If we think about the root locus for a system with integral control we can note the following.
The integral gain, Ki, is either the root locus gain, or the root locus gain is proportional to Ki.
Integral control has a tendency to make a system slower. Consider a typical situation as shown below.
There's a pole at s = 0 from the integral controller. There may be a real pole from the system.
The root locus moves to the left from the pole at the origin.
o Click the green button on the plot to see that.
You may want to do a complete analysis of your system before you decide that integral control does give you the response you want.
Finally, we should note that integral control changes the order of the system, so a second order system becomes a third order system when you use an integral controller.
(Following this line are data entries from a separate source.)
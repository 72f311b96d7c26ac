//! Enum types

use serde::{Deserialize, Serialize};
use std::fmt;
use std::str::FromStr;

/// Entity type discriminator, used for error reporting and cache namespaces.
#[derive(Debug, Clone, Copy, PartialEq, Eq, Hash, Serialize, Deserialize)]
pub enum EntityType {
    InstructionRecord,
    User,
}

impl EntityType {
    /// Namespace prefix for cache keys of this entity type.
    pub fn cache_prefix(&self) -> &'static str {
        match self {
            EntityType::InstructionRecord => "alpaca_data",
            EntityType::User => "alpaca_user",
        }
    }
}

// ============================================================================
// REVIEW STATUS
// ============================================================================

/// Review state of an instruction record.
///
/// `Pending` is the only initial state. `Approved` and `Rejected` are terminal.
#[derive(Debug, Clone, Copy, PartialEq, Eq, Hash, Serialize, Deserialize, Default)]
#[serde(rename_all = "SCREAMING_SNAKE_CASE")]
pub enum StatusCode {
    #[default]
    Pending,
    Approved,
    Rejected,
}

impl StatusCode {
    /// All status codes in their canonical order.
    pub const ALL: [StatusCode; 3] = [
        StatusCode::Pending,
        StatusCode::Approved,
        StatusCode::Rejected,
    ];

    /// Convert to database string representation.
    pub fn as_db_str(&self) -> &'static str {
        match self {
            StatusCode::Pending => "PENDING",
            StatusCode::Approved => "APPROVED",
            StatusCode::Rejected => "REJECTED",
        }
    }

    /// Parse from database string representation.
    pub fn from_db_str(s: &str) -> Result<Self, StatusCodeParseError> {
        match s.to_lowercase().as_str() {
            "pending" => Ok(StatusCode::Pending),
            "approved" => Ok(StatusCode::Approved),
            "rejected" => Ok(StatusCode::Rejected),
            _ => Err(StatusCodeParseError(s.to_string())),
        }
    }

    /// Whether the review outcome is final.
    pub fn is_terminal(&self) -> bool {
        !matches!(self, StatusCode::Pending)
    }
}

impl fmt::Display for StatusCode {
    fn fmt(&self, f: &mut fmt::Formatter<'_>) -> fmt::Result {
        write!(f, "{}", self.as_db_str())
    }
}

impl FromStr for StatusCode {
    type Err = StatusCodeParseError;

    fn from_str(s: &str) -> Result<Self, Self::Err> {
        Self::from_db_str(s)
    }
}

/// Error when parsing an invalid status code string.
#[derive(Debug, Clone, PartialEq, Eq)]
pub struct StatusCodeParseError(pub String);

impl fmt::Display for StatusCodeParseError {
    fn fmt(&self, f: &mut fmt::Formatter<'_>) -> fmt::Result {
        write!(f, "Invalid status code: {}", self.0)
    }
}

impl std::error::Error for StatusCodeParseError {}

// ============================================================================
// ROLES
// ============================================================================

/// Role of an authenticated caller.
#[derive(Debug, Clone, Copy, PartialEq, Eq, Hash, Serialize, Deserialize, Default)]
#[serde(rename_all = "SCREAMING_SNAKE_CASE")]
pub enum Role {
    #[default]
    User,
    Admin,
}

impl Role {
    pub fn as_db_str(&self) -> &'static str {
        match self {
            Role::User => "USER",
            Role::Admin => "ADMIN",
        }
    }

    pub fn from_db_str(s: &str) -> Result<Self, RoleParseError> {
        match s.to_lowercase().as_str() {
            "user" => Ok(Role::User),
            "admin" => Ok(Role::Admin),
            _ => Err(RoleParseError(s.to_string())),
        }
    }

    pub fn is_admin(&self) -> bool {
        matches!(self, Role::Admin)
    }
}

impl fmt::Display for Role {
    fn fmt(&self, f: &mut fmt::Formatter<'_>) -> fmt::Result {
        write!(f, "{}", self.as_db_str())
    }
}

impl FromStr for Role {
    type Err = RoleParseError;

    fn from_str(s: &str) -> Result<Self, Self::Err> {
        Self::from_db_str(s)
    }
}

/// Error when parsing an invalid role string.
#[derive(Debug, Clone, PartialEq, Eq)]
pub struct RoleParseError(pub String);

impl fmt::Display for RoleParseError {
    fn fmt(&self, f: &mut fmt::Formatter<'_>) -> fmt::Result {
        write!(f, "Invalid role: {}", self.0)
    }
}

impl std::error::Error for RoleParseError {}

// ============================================================================
// QUERY SHAPING
// ============================================================================

/// Field an aggregate count can be grouped by.
#[derive(Debug, Clone, Copy, PartialEq, Eq, Hash, Serialize, Deserialize)]
#[serde(rename_all = "snake_case")]
pub enum GroupField {
    Theme,
    StatusCode,
    OwnerId,
    Source,
}

impl GroupField {
    /// Column holding this field in the records table.
    pub fn as_db_column(&self) -> &'static str {
        match self {
            GroupField::Theme => "theme",
            GroupField::StatusCode => "status_code",
            GroupField::OwnerId => "owner_id",
            GroupField::Source => "source",
        }
    }
}

/// Sort direction on record creation time.
#[derive(Debug, Clone, Copy, PartialEq, Eq, Hash, Serialize, Deserialize, Default)]
#[serde(rename_all = "lowercase")]
pub enum SortOrder {
    Asc,
    #[default]
    Desc,
}

impl SortOrder {
    pub fn as_sql(&self) -> &'static str {
        match self {
            SortOrder::Asc => "ASC",
            SortOrder::Desc => "DESC",
        }
    }
}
An proportional controller, on the other hand, does not increase the order of the system.
You also need to know how to implement an integral controller if you can achieve system performance specifications with an integral controller.
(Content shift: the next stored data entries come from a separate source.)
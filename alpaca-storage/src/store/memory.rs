//! In-memory document store and user directory.
//!
//! Each operation takes the map lock once, so every write is atomic with
//! respect to concurrent readers and writers.

use std::cmp::Ordering as CmpOrdering;
use std::collections::{BTreeMap, HashMap};
use std::sync::atomic::{AtomicBool, AtomicU64, Ordering};
use std::sync::{Arc, RwLock, RwLockReadGuard, RwLockWriteGuard};

use alpaca_core::{
    AlpacaResult, EntityType, GroupField, InstructionRecord, ListQuery, RecordFilter, RecordId,
    RecordUpdate, SortOrder, StatusCode, StorageError, Timestamp, UserAccount, UserId, UserQuery,
};
use async_trait::async_trait;

use super::{InstructionStore, UserDirectory};

/// In-memory [`InstructionStore`].
#[derive(Debug, Default)]
pub struct InMemoryInstructionStore {
    records: Arc<RwLock<HashMap<RecordId, InstructionRecord>>>,
    reads: AtomicU64,
    unavailable: AtomicBool,
}

impl InMemoryInstructionStore {
    pub fn new() -> Self {
        Self::default()
    }

    /// Number of read queries served so far (get, list, count, aggregate).
    pub fn read_count(&self) -> u64 {
        self.reads.load(Ordering::SeqCst)
    }

    /// Make every operation fail with [`StorageError::Unavailable`] until reset.
    pub fn set_unavailable(&self, unavailable: bool) {
        self.unavailable.store(unavailable, Ordering::SeqCst);
    }

    /// Stored record regardless of visibility.
    pub fn raw(&self, id: RecordId) -> Option<InstructionRecord> {
        self.records.read().ok()?.get(&id).cloned()
    }

    /// Number of stored records, soft-deleted ones included.
    pub fn len(&self) -> usize {
        self.records.read().map(|r| r.len()).unwrap_or(0)
    }

    pub fn is_empty(&self) -> bool {
        self.len() == 0
    }

    fn check_available(&self) -> AlpacaResult<()> {
        if self.unavailable.load(Ordering::SeqCst) {
            return Err(StorageError::Unavailable {
                reason: "in-memory store marked unavailable".to_string(),
            }
            .into());
        }
        Ok(())
    }

    fn read(&self) -> AlpacaResult<RwLockReadGuard<'_, HashMap<RecordId, InstructionRecord>>> {
        self.check_available()?;
        self.reads.fetch_add(1, Ordering::SeqCst);
        Ok(self.records.read().map_err(|_| StorageError::LockPoisoned)?)
    }

    fn write(&self) -> AlpacaResult<RwLockWriteGuard<'_, HashMap<RecordId, InstructionRecord>>> {
        self.check_available()?;
        Ok(self.records.write().map_err(|_| StorageError::LockPoisoned)?)
    }
}

fn visible_matching<'a>(
    records: &'a HashMap<RecordId, InstructionRecord>,
    filter: &'a RecordFilter,
) -> impl Iterator<Item = &'a InstructionRecord> + 'a {
    records
        .values()
        .filter(move |r| r.is_visible() && filter.matches(r))
}

fn creation_order(a: &InstructionRecord, b: &InstructionRecord) -> CmpOrdering {
    a.created_at
        .cmp(&b.created_at)
        .then_with(|| a.record_id.cmp(&b.record_id))
}

fn group_value(record: &InstructionRecord, group: GroupField) -> String {
    match group {
        GroupField::Theme => record.theme.clone(),
        GroupField::StatusCode => record.status.code.as_db_str().to_string(),
        GroupField::OwnerId => record.owner_id.to_string(),
        GroupField::Source => record.source.clone(),
    }
}

#[async_trait]
impl InstructionStore for InMemoryInstructionStore {
    async fn find_by_id(&self, id: RecordId) -> AlpacaResult<Option<InstructionRecord>> {
        let records = self.read()?;
        Ok(records.get(&id).filter(|r| r.is_visible()).cloned())
    }

    async fn find(&self, query: &ListQuery) -> AlpacaResult<(Vec<InstructionRecord>, u64)> {
        let records = self.read()?;
        let mut matching: Vec<&InstructionRecord> =
            visible_matching(&records, &query.filter).collect();
        matching.sort_by(|a, b| match query.sort {
            SortOrder::Asc => creation_order(a, b),
            SortOrder::Desc => creation_order(b, a),
        });

        let total = matching.len() as u64;
        let offset = usize::try_from(query.offset).unwrap_or(usize::MAX);
        let limit = query
            .limit
            .map(|l| usize::try_from(l).unwrap_or(usize::MAX))
            .unwrap_or(usize::MAX);
        let page = matching
            .into_iter()
            .skip(offset)
            .take(limit)
            .cloned()
            .collect();
        Ok((page, total))
    }

    async fn count(&self, filter: &RecordFilter) -> AlpacaResult<u64> {
        let records = self.read()?;
        Ok(visible_matching(&records, filter).count() as u64)
    }

    async fn aggregate_count(
        &self,
        group: GroupField,
        filter: &RecordFilter,
    ) -> AlpacaResult<BTreeMap<String, u64>> {
        let records = self.read()?;
        let mut counts = BTreeMap::new();
        for record in visible_matching(&records, filter) {
            *counts.entry(group_value(record, group)).or_insert(0) += 1;
        }
        Ok(counts)
    }

    async fn insert(&self, record: &InstructionRecord) -> AlpacaResult<()> {
        let mut records = self.write()?;
        if records.contains_key(&record.record_id) {
            return Err(StorageError::InsertFailed {
                entity_type: EntityType::InstructionRecord,
                reason: "already exists".to_string(),
            }
            .into());
        }
        records.insert(record.record_id, record.clone());
        Ok(())
    }

    async fn update(
        &self,
        id: RecordId,
        update: &RecordUpdate,
        now: Timestamp,
    ) -> AlpacaResult<Option<InstructionRecord>> {
        let mut records = self.write()?;
        match records.get_mut(&id) {
            Some(record) if record.is_visible() && update.precondition_holds(record) => {
                update.apply(record, now);
                Ok(Some(record.clone()))
            }
            _ => Ok(None),
        }
    }

    async fn soft_delete(
        &self,
        id: RecordId,
        expected_status: Option<StatusCode>,
        now: Timestamp,
    ) -> AlpacaResult<bool> {
        let mut records = self.write()?;
        match records.get_mut(&id) {
            Some(record)
                if record.is_visible()
                    && expected_status.is_none_or(|code| record.status.code == code) =>
            {
                record.deleted = true;
                record.deleted_at = Some(now);
                record.updated_at = now;
                Ok(true)
            }
            _ => Ok(false),
        }
    }

    async fn hard_delete(&self, id: RecordId) -> AlpacaResult<bool> {
        let mut records = self.write()?;
        Ok(records.remove(&id).is_some())
    }

    async fn hard_delete_matching(&self, filter: &RecordFilter) -> AlpacaResult<u64> {
        let mut records = self.write()?;
        let before = records.len();
        records.retain(|_, r| !(r.is_visible() && filter.matches(r)));
        Ok((before - records.len()) as u64)
    }

    async fn purge_deleted_before(&self, cutoff: Timestamp) -> AlpacaResult<u64> {
        let mut records = self.write()?;
        let before = records.len();
        records.retain(|_, r| !(r.deleted && r.deleted_at.is_some_and(|at| at < cutoff)));
        Ok((before - records.len()) as u64)
    }
}

/// In-memory [`UserDirectory`].
#[derive(Debug, Default)]
pub struct InMemoryUserDirectory {
    users: Arc<RwLock<HashMap<UserId, UserAccount>>>,
}

impl InMemoryUserDirectory {
    pub fn new() -> Self {
        Self::default()
    }

    /// Add or replace a user account.
    pub fn upsert(&self, user: UserAccount) -> AlpacaResult<()> {
        let mut users = self.users.write().map_err(|_| StorageError::LockPoisoned)?;
        users.insert(user.user_id, user);
        Ok(())
    }

    /// Change the username of an existing account.
    pub fn rename(&self, id: UserId, username: impl Into<String>) -> AlpacaResult<()> {
        let mut users = self.users.write().map_err(|_| StorageError::LockPoisoned)?;
        let user = users.get_mut(&id).ok_or(StorageError::NotFound {
            entity_type: EntityType::User,
            id,
        })?;
        user.username = username.into();
        Ok(())
    }
}

#[async_trait]
impl UserDirectory for InMemoryUserDirectory {
    async fn get(&self, id: UserId) -> AlpacaResult<Option<UserAccount>> {
        let users = self.users.read().map_err(|_| StorageError::LockPoisoned)?;
        Ok(users.get(&id).cloned())
    }

    async fn list(&self, query: &UserQuery) -> AlpacaResult<(Vec<UserAccount>, u64)> {
        let users = self.users.read().map_err(|_| StorageError::LockPoisoned)?;
        let mut matching: Vec<&UserAccount> = users.values().filter(|u| query.matches(u)).collect();
        matching.sort_by(|a, b| {
            a.created_at
                .cmp(&b.created_at)
                .then_with(|| a.user_id.cmp(&b.user_id))
        });
        let total = matching.len() as u64;
        let page = matching
            .into_iter()
            .skip(usize::try_from(query.offset).unwrap_or(usize::MAX))
            .take(usize::try_from(query.limit).unwrap_or(usize::MAX))
            .cloned()
            .collect();
        Ok((page, total))
    }
}

// ============================================================================
// TESTS
// ============================================================================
Let's examine a few examples of systems with integral control. We'll use these same example systems we used when we discussed proportional control.
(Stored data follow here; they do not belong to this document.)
//! Alpaca Service - review workflow and statistics over instruction data
//!
//! - [`services::ReviewService`]: submission, owner edits and administrator
//!   review of instruction records
//! - [`services::StatisticsService`]: global and per-user status counts with
//!   daily rollups
//! - [`db`]: PostgreSQL document store and user directory
//! - [`jobs`]: periodic purge of soft-deleted records
//! - [`state::AppState`]: wiring and shutdown of all of the above
//!
//! Every operation takes a [`RequestContext`] carrying the caller and the
//! request's cancellation token and deadline.

pub mod config;
pub mod constants;
pub mod context;
pub mod db;
pub mod error;
pub mod jobs;
pub mod services;
pub mod state;
pub mod telemetry;
pub mod types;
pub mod validation;

pub use config::{CacheBackendKind, LogFormat, ServiceConfig};
pub use context::{Caller, RequestContext};
pub use db::{DbConfig, PgInstructionStore, PgUserDirectory};
pub use error::{ErrorCode, ServiceError, ServiceResult};
pub use services::{resolve_window, ReviewService, StatisticsService};
pub use state::AppState;
pub use types::*;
We're going to make some standard assumptions about our systems. First of all, in the prototype system configuration, we'll assume H(s) = 1. In
other words, we'll always have unity feedback. Here is the system we will use.
The first example is a system with a single pole. We assume that pole to be at s = -1. Here's the root locus for that system after adding an integral controller.
There are now two closed loop poles. The closed loop poles move together and coalesce at s = -0.5, then
become complex, with a damping ratio that becomes smaller for larger gain.
The system never goes unstable - not for any gain.
We can also take a look at the frequency response for this system.
As we increase the gain (The plot is for Ki = 1) the phase margin gets smaller because the phase for the entire system, including controller, starts at -90o, and approaches -180o, for high frequencies.
No matter how high the gain gets, the phase margin is always positive.
The system never goes unstable - not for any gain. The second example we will discuss is a system with two open loop poles.
Here's the root locus. This is the root locus for the original system and is really the root locus you would have using proportional control.
Open loop poles are at -1 and -4. But, we need to add the pole due to the integral controller at s = 0. Here is the root locus of the system with integral control - adding a pole at s = 0.
As the gain increases, the closed loop poles become imaginary, and eventually move into the RHP.
This second example illustrates something that happens often with integral control.
Here's the root locus again for the system with proportional control. There's a root locus branch between the poles that splits for higher gains.
With integral control, a pole is added at s = 0, and there is now a branch of the root locus between the pole at s = 0 and the rightmost system pole.
There is now a pole constrained between those two poles, and when those poles do break off the axis, they tend to move toward the RHP.
o The pole constrained between 0 and -1 is slower than any pole you would get using proportional control for the original system. Using proportional control all poles lie to the left of -1. Using integral control there is always a pole to the right of -1, sometimes poles that are unstable.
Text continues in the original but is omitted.